When a secured party (often a lender or supplier) registers a security interest, it creates a public record that they claim an interest in those assets. That registration matters because it affects:

  • Priority (who gets paid first if there’s insolvency)
  • Enforceability (whether a secured party can rely on the registration)
  • Due diligence (what investors, financiers, and buyers see when they check your business or assets)

A financing change statement is used to change certain details on that registration over time. For example, it can:

  • extend or shorten the registration period
  • update some information (like an address or secured party details)
  • change the collateral description
  • transfer the registration to a different secured party
  • discharge (remove) the registration when the secured obligation ends

In plain terms: if the PPSR record is out of date, inaccurate, or no longer needed, a financing change statement is one of the main ways it can be corrected (and in some cases, a fresh registration may be required instead).

If you’re new to how the system works, it helps to first understand PPSR basics and why secured parties register in the first place.

When Would A Startup Or Small Business Need A Financing Change Statement?

Many business owners assume PPSR registrations are only “the bank’s problem”. In reality, PPSR registrations can directly impact your ability to sell assets, refinance, close an investment round, or complete a business sale smoothly.

Here are some common situations where a financing change statement comes up for startups and small businesses.

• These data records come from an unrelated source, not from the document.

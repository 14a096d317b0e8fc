//! Input parsing and validation utilities for the Cosmetic Formulary
//!
//! Form fields are forgiving: quantities typed by the formulator are parsed
//! leniently (French decimal comma, trailing garbage) and never produce an
//! error, only a zero. Quantities above [`MAX_QUANTITY`] count as invalid
//! input, which keeps every balancing product far from `Decimal` overflow.

use std::str::FromStr;

use rust_decimal::Decimal;

use crate::models::{Formula, FormulaLine};

/// Largest accepted percent, gram, total weight or price value (one billion)
pub const MAX_QUANTITY: Decimal = Decimal::from_parts(1_000_000_000, 0, 0, false, 0);

// ============================================================================
// Quantity Parsing
// ============================================================================

/// Parse the leading number of a form field.
///
/// Accepts `,` as decimal separator and ignores anything after the number,
/// so `"12,5 %"` reads as `12.5`. Returns `None` when no digit leads the input.
pub fn parse_decimal(raw: &str) -> Option<Decimal> {
    let text = raw.trim().replace(',', ".");
    let mut chars = text.chars().peekable();

    let mut sign = "";
    if let Some(&c) = chars.peek() {
        if c == '-' || c == '+' {
            sign = if c == '-' { "-" } else { "" };
            chars.next();
        }
    }

    let mut int_part = String::new();
    while let Some(&c) = chars.peek() {
        if !c.is_ascii_digit() {
            break;
        }
        int_part.push(c);
        chars.next();
    }

    let mut frac_part = String::new();
    if chars.peek() == Some(&'.') {
        chars.next();
        while let Some(&c) = chars.peek() {
            if !c.is_ascii_digit() {
                break;
            }
            frac_part.push(c);
            chars.next();
        }
    }

    if int_part.is_empty() && frac_part.is_empty() {
        return None;
    }
    if int_part.is_empty() {
        int_part.push('0');
    }

    let number = if frac_part.is_empty() {
        format!("{}{}", sign, int_part)
    } else {
        format!("{}{}.{}", sign, int_part, frac_part)
    };
    Decimal::from_str(&number).ok()
}

/// Parse a percent or gram field: invalid, empty or out-of-range input is
/// zero, negatives clamp to zero
pub fn parse_quantity(raw: &str) -> Decimal {
    in_range(parse_decimal(raw).unwrap_or(Decimal::ZERO).max(Decimal::ZERO))
}

/// Parse a price field: empty, invalid, zero or out-of-range means "no price"
pub fn parse_optional_price(raw: &str) -> Option<Decimal> {
    parse_decimal(raw).filter(|p| *p > Decimal::ZERO && *p <= MAX_QUANTITY)
}

/// Zero for magnitudes above [`MAX_QUANTITY`], the value otherwise
pub fn in_range(value: Decimal) -> Decimal {
    if value.abs() > MAX_QUANTITY {
        Decimal::ZERO
    } else {
        value
    }
}

/// Keep the first digit 1-9 of a phase field, or nothing
pub fn normalize_phase(raw: &str) -> String {
    raw.chars()
        .find(|c| ('1'..='9').contains(c))
        .map(String::from)
        .unwrap_or_default()
}

// ============================================================================
// Formula Validations
// ============================================================================

/// Validate the target mass of a formula
pub fn validate_total_weight(total_weight: Decimal) -> Result<(), &'static str> {
    if total_weight < Decimal::ZERO {
        return Err("Total weight cannot be negative");
    }
    if total_weight > MAX_QUANTITY {
        return Err("Total weight is too large");
    }
    Ok(())
}

/// Validate that at most one line is flagged QSP
pub fn validate_single_qsp(lines: &[FormulaLine]) -> Result<(), &'static str> {
    if lines.iter().filter(|l| l.is_qsp).count() > 1 {
        return Err("Only one line can be the QSP line");
    }
    Ok(())
}

/// Validate a line percentage
pub fn validate_line_percent(percent: Decimal) -> Result<(), &'static str> {
    if percent < Decimal::ZERO {
        return Err("Line percentage cannot be negative");
    }
    if percent > MAX_QUANTITY {
        return Err("Line percentage is too large");
    }
    Ok(())
}

/// Validate a line's price per kilo, when it has one
pub fn validate_line_price(price_per_kilo: Option<Decimal>) -> Result<(), &'static str> {
    match price_per_kilo {
        Some(price) if price < Decimal::ZERO => Err("Price per kilo cannot be negative"),
        Some(price) if price > MAX_QUANTITY => Err("Price per kilo is too large"),
        _ => Ok(()),
    }
}

/// Validate a formula name (the version may be empty)
pub fn validate_formula_name(name: &str) -> Result<(), &'static str> {
    if name.trim().is_empty() {
        return Err("Formula name cannot be empty");
    }
    Ok(())
}

/// Validate everything a formula must satisfy before it is stored
pub fn validate_formula(formula: &Formula) -> Result<(), &'static str> {
    validate_formula_name(&formula.name)?;
    validate_total_weight(formula.total_weight)?;
    validate_single_qsp(&formula.lines)?;
    for line in &formula.lines {
        validate_line_percent(line.percent)?;
        validate_line_price(line.price_per_kilo)?;
    }
    Ok(())
}

/// Check if a formula adds up to exactly 100%
pub fn is_complete(formula: &Formula) -> bool {
    formula.total_percent() == Decimal::ONE_HUNDRED
}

You’ve Repaid A Loan (But The PPSR Registration Is Still There)

Once you’ve repaid a secured loan or finished an equipment finance arrangement, the security interest may no longer be needed - but the registration doesn’t automatically disappear.

Often, the secured party (the lender) should lodge a financing change statement to discharge the registration.

If they don’t, you can end up with an old registration showing against your ABN/ACN or against specific assets (like a vehicle). That can complicate:

  • selling the asset
  • using the asset as security for new finance
  • due diligence when you’re raising capital

Your Business Details Have Changed (Name, Structure, ABN/ACN)

Startups evolve fast. You might start as a sole trader, then incorporate, then restructure into a group or holding company arrangement. You might also change your trading name or update company details.

Depending on what changed and how the security interest is recorded, you may need a financing change statement so the registration still correctly identifies the grantor (the party giving the security interest). In other situations - particularly where the grantor’s identifying details change in a way the PPSR can’t validly “fix” by amendment - the safer approach may be to discharge and register again (your lender will usually handle this, but it’s worth understanding the risk).

This is one reason getting your business structure right early matters, including having the right foundational documents such as a Company Constitution where appropriate.

You’re Refinancing Or Switching Lenders

Refinancing often involves one secured party being paid out and another stepping in. That could require:

  • a discharge of an existing registration (via a financing change statement), and/or
  • a transfer of the registration to the new secured party, and/or
  • a new registration (depending on how the transaction is structured)

If this isn’t handled cleanly, you can end up with overlapping registrations, outdated secured party details, or confusion about which lender has priority.

You’re Selling Assets Or Selling The Business

If you’re selling key business assets (equipment, vehicles, inventory) or selling the business as a whole, PPSR due diligence is usually part of the process.

A buyer will want comfort that the assets they’re buying are not subject to someone else’s security interest (or that any security interest will be discharged at settlement).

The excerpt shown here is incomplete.